Input records: Begin
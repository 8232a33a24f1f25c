//! Classified sales lines and their point rules
//!
//! A [`Stage1Row`] stores only the inputs of the point calculation: the raw
//! points, quantity, natural category, role, status and the user-editable
//! attribution fields. [`Stage1Row::calculated_points`] derives the credited
//! value from them every time it is called, so an edit can never leave a
//! stale total behind.

use serde::{Deserialize, Serialize};

use crate::category::{self, RETURN_EXCHANGE};
use crate::error::{Error, Result};
use crate::models::StaffRole;

/// Developer placeholder meaning "nobody"
pub const NO_DEVELOPER: &str = "無";

/// Point status of a classified row
#[derive(Debug, Clone, Copy, PartialEq, Eq, Hash, Serialize, Deserialize)]
#[serde(rename_all = "SCREAMING_SNAKE_CASE")]
pub enum PointStatus {
    /// First purchase of the product by the customer
    Develop,
    /// Manual: full credit, reported separately
    HalfYear,
    /// Prior purchase exists: points halved
    Repurchase,
    /// Manual: excluded from every total
    Delete,
    /// Negative quantity
    Return,
}

impl PointStatus {
    pub fn as_str(&self) -> &'static str {
        match self {
            Self::Develop => "DEVELOP",
            Self::HalfYear => "HALF_YEAR",
            Self::Repurchase => "REPURCHASE",
            Self::Delete => "DELETE",
            Self::Return => "RETURN",
        }
    }

    /// Label printed on exported sheets
    pub fn label(&self) -> &'static str {
        match self {
            Self::Develop => "開發",
            Self::HalfYear => "半年",
            Self::Repurchase => "回購",
            Self::Delete => "刪除",
            Self::Return => "退貨",
        }
    }

    /// Whether users may set this status by hand
    pub fn is_manual(&self) -> bool {
        matches!(self, Self::Develop | Self::HalfYear | Self::Delete)
    }
}

impl std::str::FromStr for PointStatus {
    type Err = String;

    fn from_str(s: &str) -> std::result::Result<Self, Self::Err> {
        match s.trim().to_uppercase().as_str() {
            "DEVELOP" | "開發" => Ok(Self::Develop),
            "HALF_YEAR" | "半年" => Ok(Self::HalfYear),
            "REPURCHASE" | "回購" => Ok(Self::Repurchase),
            "DELETE" | "刪除" => Ok(Self::Delete),
            "RETURN" | "退貨" => Ok(Self::Return),
            _ => Err(format!("Unknown point status: {}", s)),
        }
    }
}

impl std::fmt::Display for PointStatus {
    fn fmt(&self, f: &mut std::fmt::Formatter<'_>) -> std::fmt::Result {
        write!(f, "{}", self.as_str())
    }
}

/// Clean a staff name entered for attribution; the placeholder means none
pub fn normalize_person(name: Option<&str>) -> Option<String> {
    name.map(str::trim)
        .filter(|n| !n.is_empty() && *n != NO_DEVELOPER)
        .map(str::to_string)
}

/// Per-unit base value of a row's points
///
/// Categories that price points per package divide the magnitude by the
/// absolute quantity (floored); the sign of the raw points is kept.
pub fn base_points(role: StaffRole, natural_category: &str, raw_points: i64, quantity: i64) -> i64 {
    let magnitude = raw_points.abs();
    let magnitude = if category::divides_by_quantity(role, natural_category) {
        magnitude / quantity.abs().max(1)
    } else {
        magnitude
    };
    magnitude * raw_points.signum()
}

/// Split a return's points between seller and developer
///
/// The seller takes the larger half (the odd point); the developer gets the
/// rest. Both shares carry the sign of `base`.
pub fn split_return(base: i64) -> (i64, i64) {
    let seller = base.signum() * ((base.abs() + 1) / 2);
    (seller, base - seller)
}

/// A user edit to a classified row
#[derive(Debug, Clone, PartialEq, Serialize, Deserialize)]
#[serde(tag = "kind", content = "value", rename_all = "snake_case")]
pub enum RowEdit {
    /// DEVELOP, HALF_YEAR or DELETE
    SetStatus(PointStatus),
    /// Return to the status assigned at classification
    RestoreStatus,
    SetOriginalDeveloper(Option<String>),
    SetReturnTarget(Option<String>),
    SetManualPoints(Option<i64>),
    SetRepurchaseType(Option<String>),
}

/// A classified sales line
#[derive(Debug, Clone, PartialEq, Serialize, Deserialize)]
pub struct Stage1Row {
    /// Position among accepted rows, before sorting
    pub id: usize,
    pub sales_person: String,
    pub role: StaffRole,
    /// Date as exported (normalized to ROC compact when parseable)
    pub date: String,
    /// `MM/DD`
    pub display_date: String,
    pub customer_id: String,
    pub customer_name: Option<String>,
    pub item_id: String,
    pub item_name: String,
    pub quantity: i64,
    pub unit: Option<String>,
    pub amount: f64,
    pub ticket_no: Option<String>,
    /// Unmodified points from the source row
    pub original_points: i64,
    /// Category derived from the raw row; drives every point rule
    pub natural_category: String,
    /// Category shown and sorted on (relabeled for targeted returns)
    pub category: String,
    /// Status assigned by classification
    pub auto_status: PointStatus,
    pub status: PointStatus,
    pub original_developer: Option<String>,
    pub repurchase_type: Option<String>,
    pub return_target: Option<String>,
    pub manual_points: Option<i64>,
}

impl Stage1Row {
    /// Per-unit value as if the row were a first purchase
    pub fn full_value(&self) -> i64 {
        if category::is_zero_point(&self.natural_category) {
            return 0;
        }
        base_points(
            self.role,
            &self.natural_category,
            self.original_points,
            self.quantity,
        )
    }

    pub fn has_developer(&self) -> bool {
        normalize_person(self.original_developer.as_deref()).is_some()
    }

    /// Points credited to the ledger this row lands on
    pub fn calculated_points(&self) -> i64 {
        if let Some(points) = self.manual_points {
            return points;
        }
        if category::is_zero_point(&self.natural_category) {
            return 0;
        }

        let base = self.full_value();
        match self.status {
            PointStatus::Delete => 0,
            PointStatus::Develop | PointStatus::HalfYear => base,
            PointStatus::Repurchase if base > 0 => base / 2,
            PointStatus::Repurchase => base,
            PointStatus::Return => self.return_shares().0,
        }
    }

    /// (seller, developer) shares of a return; developer share is 0 when
    /// no developer is named
    pub fn return_shares(&self) -> (i64, i64) {
        let base = self.full_value();
        if self.has_developer() {
            split_return(base)
        } else {
            (base, 0)
        }
    }

    /// Credit owed to the named developer: full value minus the seller's points
    pub fn developer_credit(&self) -> i64 {
        if !self.has_developer() || self.status == PointStatus::Delete {
            return 0;
        }
        self.full_value() - self.calculated_points()
    }

    pub fn is_return(&self) -> bool {
        self.auto_status == PointStatus::Return
    }

    /// Return target other than the seller, if any
    pub fn outgoing_target(&self) -> Option<&str> {
        self.return_target
            .as_deref()
            .filter(|t| *t != self.sales_person)
    }

    /// Apply a user edit
    pub fn apply(&mut self, edit: RowEdit) -> Result<()> {
        match edit {
            RowEdit::SetStatus(status) => {
                if !status.is_manual() {
                    return Err(Error::InvalidData(format!(
                        "Status {} cannot be set by hand",
                        status
                    )));
                }
                if self.is_return() && status != PointStatus::Delete {
                    return Err(Error::InvalidData(format!(
                        "Return rows can only be deleted, not set to {}",
                        status
                    )));
                }
                self.status = status;
            }
            RowEdit::RestoreStatus => self.status = self.auto_status,
            RowEdit::SetOriginalDeveloper(name) => {
                self.original_developer = normalize_person(name.as_deref());
            }
            RowEdit::SetReturnTarget(name) => {
                if !self.is_return() {
                    return Err(Error::InvalidData(
                        "Only return rows can be transferred".to_string(),
                    ));
                }
                self.return_target = normalize_person(name.as_deref());
                self.category = if self.return_target.is_some() {
                    RETURN_EXCHANGE.to_string()
                } else {
                    self.natural_category.clone()
                };
            }
            RowEdit::SetManualPoints(points) => self.manual_points = points,
            RowEdit::SetRepurchaseType(kind) => {
                self.repurchase_type = kind.map(|k| k.trim().to_string()).filter(|k| !k.is_empty());
            }
        }
        Ok(())
    }
}
//! Pointbook Core Library
//!
//! Staff sales bonus calculation for retail pharmacies:
//! - Persistent purchase history store with chunked bulk import
//! - Product grouping index for cross-SKU repurchase matching
//! - Repurchase resolver over durable history and the current batch
//! - Point classification and per-person aggregation
//! - Template-driven XLSX report export
//! - Staff directory, import sessions and JSON backups

pub mod aggregate;
pub mod backup;
pub mod category;
pub mod classify;
pub mod config;
pub mod dates;
pub mod db;
pub mod error;
pub mod export;
pub mod grouping;
pub mod import;
pub mod models;
pub mod points;
pub mod resolver;
pub mod rewards;
pub mod rows;
pub mod staff;

pub use aggregate::{aggregate, MatrixRow, PersonSummary, RepurchaseMatrix};
pub use backup::{read_backup_file, write_backup_file, BackupMetadata, HistoryBackup, RestoreStats};
pub use classify::{Classification, Classifier, DropReason};
pub use config::{AppConfig, ClassificationConfig, ColumnNames, StaffColumns};
pub use db::Database;
pub use error::{Error, Result};
pub use export::{
    ExportMappings, JsonTemplateLoader, ReportBuilder, ReportOptions, RoleMapping,
    SpreadsheetWriter, Templates, Workbook, XlsxWriter,
};
pub use grouping::{normalize, ProductGroupIndex};
pub use import::{ImportFile, ImportProgress, ImportQueue, ImportSummary, StopFlag};
pub use models::{
    HistoryRecord, ImportSession, ProductGroup, Staff, StaffRole, StoreStats, UNCLASSIFIED_STORE,
};
pub use points::{PointStatus, RowEdit, Stage1Row};
pub use resolver::{NoHistory, PurchaseHistory, RepurchaseResolver};
pub use rewards::{build_stage2, build_stage3, Stage2Row, Stage3Summary};
pub use rows::{CsvSpreadsheetReader, RawRow, RawValue, SpreadsheetReader};
pub use staff::StaffDirectory;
Input records: End
All lines above holding the word "placeholder" make up the answer; copy each one.

== Solution ==
/// Developer placeholder meaning "nobody"
/// Clean a staff name entered for attribution; the placeholder means none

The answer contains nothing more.